_What you will do:_
Examine the records below and count how many lines contain the string "RefCell". Give only the number.

Collected data
• • • •
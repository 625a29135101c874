//! A minimal synchronous observer list.

use std::fmt;

/// Identifies a listener registered with [`Signal::subscribe`].
#[derive(Clone, Copy, Debug, PartialEq, Eq, Hash)]
pub struct Subscription(u64);

type Listener<T> = Box<dyn FnMut(&T)>;

/// A list of listeners that are called, in subscription order, every time a
/// value is emitted.
pub struct Signal<T> {
    next_id: u64,
    listeners: Vec<(Subscription, Listener<T>)>,
}

impl<T> Signal<T> {
    /// Create a signal with no listeners.
    pub fn new() -> Self {
        Self {
            next_id: 0,
            listeners: Vec::new(),
        }
    }

    /// Register a listener. The returned [`Subscription`] can be used to
    /// remove it again.
    pub fn subscribe(&mut self, listener: impl FnMut(&T) + 'static) -> Subscription {
        let id = Subscription(self.next_id);
        self.next_id += 1;
        self.listeners.push((id, Box::new(listener)));
        id
    }

    /// Remove a listener. Returns false if it was not registered.
    pub fn unsubscribe(&mut self, subscription: Subscription) -> bool {
        let before = self.listeners.len();
        self.listeners.retain(|(id, _)| *id != subscription);
        self.listeners.len() != before
    }

    /// Call every listener with `value`.
    pub fn emit(&mut self, value: &T) {
        for (_, listener) in self.listeners.iter_mut() {
            listener(value);
        }
    }

    /// The number of registered listeners.
    pub fn len(&self) -> usize {
        self.listeners.len()
    }

    /// Returns true if nobody is listening.
    pub fn is_empty(&self) -> bool {
        self.listeners.is_empty()
    }
}

impl<T> Default for Signal<T> {
    fn default() -> Self {
        Self::new()
    }
}

impl<T> fmt::Debug for Signal<T> {
    fn fmt(&self, f: &mut fmt::Formatter<'_>) -> fmt::Result {
        f.debug_struct("Signal")
            .field("listeners", &self.listeners.len())
            .finish()
    }
}

#[cfg(test)]
mod tests {
    use super::*;
    use std::{cell::RefCell, rc::Rc};

    #[test]
    fn listeners_run_in_subscription_order() {
        let seen = Rc::new(RefCell::new(Vec::new()));
        let mut signal = Signal::new();

        let first = Rc::clone(&seen);
        signal.subscribe(move |v: &u32| first.borrow_mut().push(("first", *v)));
        let second = Rc::clone(&seen);
        signal.subscribe(move |v: &u32| second.borrow_mut().push(("second", *v)));

        signal.emit(&7);

        assert_eq!(*seen.borrow(), vec![("first", 7), ("second", 7)]);
    }

    #[test]
    fn unsubscribed_listeners_are_not_called() {
        let count = Rc::new(RefCell::new(0));
        let mut signal = Signal::new();

        let counter = Rc::clone(&count);
        let id = signal.subscribe(move |_: &()| *counter.borrow_mut() += 1);
        signal.emit(&());

        assert!(signal.unsubscribe(id));
        assert!(!signal.unsubscribe(id));
        assert!(signal.is_empty());

        signal.emit(&());
        assert_eq!(*count.borrow(), 1);
    }
}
• • • •
_Solution:_
3